Solo a fine 2020 però è terminato lo sminamento e la bonifica del territorio e dunque la possibilità di celebrare l’Eucaristia con il popolo di Dio quest’anno nella piccola cappella “latina” dedicata ovviamente a San Giovanni Battista, appena restaurata.

Vogliamo condividere uno stralcio dell’omelia del Custode di Terra Santa, Francesco Patton nell’Eucaristia:

Lo scorso anno abbiamo potuto celebrare di nuovo la Santa Messa in questo luogo a distanza di 54 anni dall’ultima celebrazione. Per 54 anni non avevamo potuto celebrare qui perché questo era diventato un campo minato. Lo scorso anno eravamo un piccolo gruppo, a causa della pandemia, appena una trentina di persone. Quest’anno siamo di nuovo riuniti numerosi, come popolo di Dio come Chiesa, a celebrare il battesimo di Gesù qui nel nostro santuario dedicato al battesimo di Gesù. Siamo nel 55esimo anno, più di un giubileo biblico! Al termine di questa celebrazione Eucaristica, sul registro delle Messe, potremo scrivere la data di oggi, 9 gennaio 2022, e annotare che il popolo di Dio è tornato qui a celebrare solennemente. E potremo testimoniare che la colomba dello Spirito Santo, simbolo della pace che viene da Dio, è discesa ancora su quello che per tanti anni era stato un campo di guerra, un campo minato, e lo ha trasformato in un campo di pace, di adorazione e di preghiera […].
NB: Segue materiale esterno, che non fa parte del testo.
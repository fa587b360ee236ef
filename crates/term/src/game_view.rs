//! GameView: paints a [`GameSnapshot`] into a framebuffer.
//!
//! Pure (no I/O), so layouts can be unit-tested.

use crate::core::{shape_for, GameSnapshot, Shape};
use crate::fb::{FrameBuffer, Glyph, Style};
use crate::types::{Cell, GameStatus, PieceKind, Rgb, BOARD_HEIGHT, BOARD_WIDTH};

const WELL_BG: Rgb = Rgb::new(28, 24, 20);
const SAND: Rgb = Rgb::new(214, 190, 140);
const TEXT: Rgb = Rgb::new(220, 220, 220);
const SCREEN_BG: Rgb = Rgb::new(0, 0, 0);

/// Terminal viewport dimensions.
#[derive(Debug, Clone, Copy, PartialEq, Eq)]
pub struct Viewport {
    pub width: u16,
    pub height: u16,
}

impl Viewport {
    pub fn new(width: u16, height: u16) -> Self {
        Self { width, height }
    }
}

/// Board and side-panel layout.
#[derive(Debug, Clone, Copy)]
pub struct GameView {
    /// Terminal columns per board cell.
    cell_w: u16,
}

impl Default for GameView {
    fn default() -> Self {
        // Two columns per cell roughly squares the glyph aspect ratio.
        Self { cell_w: 2 }
    }
}

/// Top-left corner of the well interior.
#[derive(Debug, Clone, Copy)]
struct Origin {
    x: u16,
    y: u16,
}

impl GameView {
    pub fn new(cell_w: u16) -> Self {
        Self {
            cell_w: cell_w.max(1),
        }
    }

    fn well_size(&self) -> (u16, u16) {
        (BOARD_WIDTH as u16 * self.cell_w + 2, BOARD_HEIGHT as u16 + 2)
    }

    /// Paint `snap` into `fb`, resizing it to the viewport.
    pub fn render_into(&self, snap: &GameSnapshot, viewport: Viewport, fb: &mut FrameBuffer) {
        fb.resize(viewport.width, viewport.height);
        fb.fill(Style::new(TEXT, SCREEN_BG).glyph(' '));

        let (frame_w, frame_h) = self.well_size();
        let left = viewport.width.saturating_sub(frame_w + 16) / 2;
        let top = viewport.height.saturating_sub(frame_h) / 2;
        let origin = Origin {
            x: left + 1,
            y: top + 1,
        };

        draw_border(fb, left, top, frame_w, frame_h, Style::new(SAND, SCREEN_BG));

        for (y, row) in snap.board.iter().enumerate() {
            for (x, cell) in row.iter().enumerate() {
                let glyph = match cell {
                    Cell::Merged(kind) => block_glyph(*kind),
                    Cell::Clear => Style::new(Rgb::new(70, 62, 50), WELL_BG).dim().glyph('·'),
                };
                self.paint_cell(fb, origin, x as i16, y as i16, glyph);
            }
        }

        if let Some(active) = snap.active {
            let glyph = block_glyph(active.kind);
            for (x, y) in active.cells() {
                if y >= 0 {
                    self.paint_cell(fb, origin, x as i16, y as i16, glyph);
                }
            }
        }

        self.draw_panel(fb, snap, left + frame_w + 2, top);

        if let Some(banner) = banner_text(snap.status) {
            let y = top + frame_h / 2;
            let x = left + frame_w.saturating_sub(banner.len() as u16) / 2;
            fb.put_str(x, y, banner, Style::new(SCREEN_BG, SAND).bold());
        }
    }

    /// Allocating convenience wrapper around [`GameView::render_into`].
    pub fn render(&self, snap: &GameSnapshot, viewport: Viewport) -> FrameBuffer {
        let mut fb = FrameBuffer::new(viewport.width, viewport.height);
        self.render_into(snap, viewport, &mut fb);
        fb
    }

    fn paint_cell(&self, fb: &mut FrameBuffer, origin: Origin, x: i16, y: i16, glyph: Glyph) {
        if x < 0 || y < 0 || x >= BOARD_WIDTH as i16 || y >= BOARD_HEIGHT as i16 {
            return;
        }
        let px = origin.x + x as u16 * self.cell_w;
        let py = origin.y + y as u16;
        fb.fill_rect(px, py, self.cell_w, 1, glyph);
    }

    fn draw_panel(&self, fb: &mut FrameBuffer, snap: &GameSnapshot, x: u16, top: u16) {
        if x >= fb.width() {
            return;
        }
        let label = Style::new(SAND, SCREEN_BG).bold();
        let value = Style::new(TEXT, SCREEN_BG);

        let mut y = top;
        for (name, n) in [("SCORE", snap.score), ("ROWS", snap.rows), ("LEVEL", snap.level)] {
            fb.put_str(x, y, name, label);
            fb.put_u32(x, y + 1, n, value);
            y += 3;
        }

        fb.put_str(x, y, "NEXT", label);
        self.draw_preview(fb, x, y + 1, &shape_for(snap.next).shape, snap.next);
        y += 6;

        if snap.fast_drop {
            fb.put_str(x, y, "FAST", Style::new(SAND, SCREEN_BG).bold());
        }
    }

    fn draw_preview(&self, fb: &mut FrameBuffer, x: u16, y: u16, shape: &Shape, kind: PieceKind) {
        let glyph = block_glyph(kind);
        for (cx, cy) in shape.cells() {
            let px = x + cx as u16 * self.cell_w;
            fb.fill_rect(px, y + cy as u16, self.cell_w, 1, glyph);
        }
    }
}

fn block_glyph(kind: PieceKind) -> Glyph {
    Style::new(shape_for(kind).color, WELL_BG).bold().glyph('█')
}

fn banner_text(status: GameStatus) -> Option<&'static str> {
    match status {
        GameStatus::Menu => Some(" PRESS ENTER "),
        GameStatus::Paused => Some(" PAUSED "),
        GameStatus::GameOver => Some(" GAME OVER "),
        GameStatus::Playing => None,
    }
}

fn draw_border(fb: &mut FrameBuffer, x: u16, y: u16, w: u16, h: u16, style: Style) {
    if w < 2 || h < 2 {
        return;
    }
    let (right, bottom) = (x + w - 1, y + h - 1);

    fb.set(x, y, style.glyph('┌'));
    fb.set(right, y, style.glyph('┐'));
    fb.set(x, bottom, style.glyph('└'));
    fb.set(right, bottom, style.glyph('┘'));
    for dx in x + 1..right {
        fb.set(dx, y, style.glyph('─'));
        fb.set(dx, bottom, style.glyph('─'));
    }
    for dy in y + 1..bottom {
        fb.set(x, dy, style.glyph('│'));
        fb.set(right, dy, style.glyph('│'));
    }
}

#[cfg(test)]
mod tests {
    use super::*;
    use crate::core::GameState;

    fn screen(fb: &FrameBuffer) -> String {
        (0..fb.height())
            .map(|y| fb.row_text(y))
            .collect::<Vec<_>>()
            .join("\n")
    }

    #[test]
    fn test_menu_shows_banner() {
        let snap = GameState::new(1).snapshot();
        let fb = GameView::default().render(&snap, Viewport::new(80, 24));
        assert!(screen(&fb).contains("PRESS ENTER"));
    }

    #[test]
    fn test_playing_draws_active_piece_and_counters() {
        let mut game = GameState::new(1);
        game.start();
        let snap = game.snapshot();
        let fb = GameView::default().render(&snap, Viewport::new(80, 24));
        let text = screen(&fb);

        assert!(!text.contains("PRESS ENTER"));
        assert!(text.contains("SCORE"));
        assert!(text.contains("LEVEL"));
        // Four active cells, two columns each, plus the preview.
        assert!(text.matches('█').count() >= 16);
    }

    #[test]
    fn test_tiny_viewport_does_not_panic() {
        let mut game = GameState::new(2);
        game.start();
        let fb = GameView::default().render(&game.snapshot(), Viewport::new(5, 3));
        assert_eq!((fb.width(), fb.height()), (5, 3));
    }

    #[test]
    fn test_pause_banner() {
        let mut game = GameState::new(3);
        game.start();
        game.toggle_pause();
        let fb = GameView::new(1).render(&game.snapshot(), Viewport::new(60, 30));
        assert!(screen(&fb).contains("PAUSED"));
    }
}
Quando Gesù entra nelle acque del Giordano e si fa battezzare da Giovanni assieme ai peccatori esprime la solidarietà di Dio con l’umanità peccatrice, cioè con ciascuno di noi, e l’intenzione che Dio ha di salvare l’umanità intera e ciascuno di noi. Non è l’acqua a purificare il Cristo ma è il Cristo a santificare l’acqua. Questo è il senso dell’Incarnazione del Figlio di Dio: nel momento in cui il Cristo comincia a frequentare l’umanità peccatrice, l’umanità peccatrice comincia a sperimentare la benevolenza, l’amore la santità, la salvezza di Dio. Non è Dio a «corrompersi» a contatto con noi, ma siamo noi a venire «santificati» a contatto con Lui. Rileggiamo con attenzione le parole dell’apostolo Paolo a Tito: “Gesù Cristo ha dato se stesso per noi, per riscattarci da ogni iniquità e formare per sé un popolo puro che gli appartenga, pieno di zelo per le opere buone” (Tt 2,14). E ancora: “egli ci ha salvati, non per opere giuste da noi compiute, ma per la sua misericordia, con un’acqua che rigenera e rinnova nello Spirito Santo, che Dio ha effuso su di noi in abbondanza per mezzo di Gesù Cristo, salvatore nostro” (Tt 3,5-6).

Dio voglia che, venendo santificati a contatto con Gesù, possiamo essere anche noi pieni di zelo per le opere di unità e di pace!

Fratel Giovanni Marco

PDF: Unità e pace dal Battesimo al Giordano, Giovanni MARCO

Piccole Sorelle di Gesù, notiziario 2021

Carissimi parenti e amici,

Forse abbiamo iniziato quest’anno con tante attese e speranze… la fine della pandemia, la ripresa delle attività lavorative, il salvataggio dei posti di lavoro, la fine delle limitazioni per ritrovare il gusto e la gioia di stare insieme, di essere vicini gli uni agli altri, specialmente a chi vive una solitudine più grande, i nostri anziani nelle case di riposo, i malati
negli ospedali.

Quali attese e speranze poi davanti ai drammi e alle sofferenze a livello mondiale, quelle di cui si parla e quelle ormai relegate nel silenzio… Forse alcune attese e speranze si sono compiute, altre sono state deluse.

Con tutto questo e tanto altro che ognuno porta nel cuore stiamo arrivando a Natale. Il tempo che stiamo vivendo, l’Avvento, è tempo di attesa e di speranza.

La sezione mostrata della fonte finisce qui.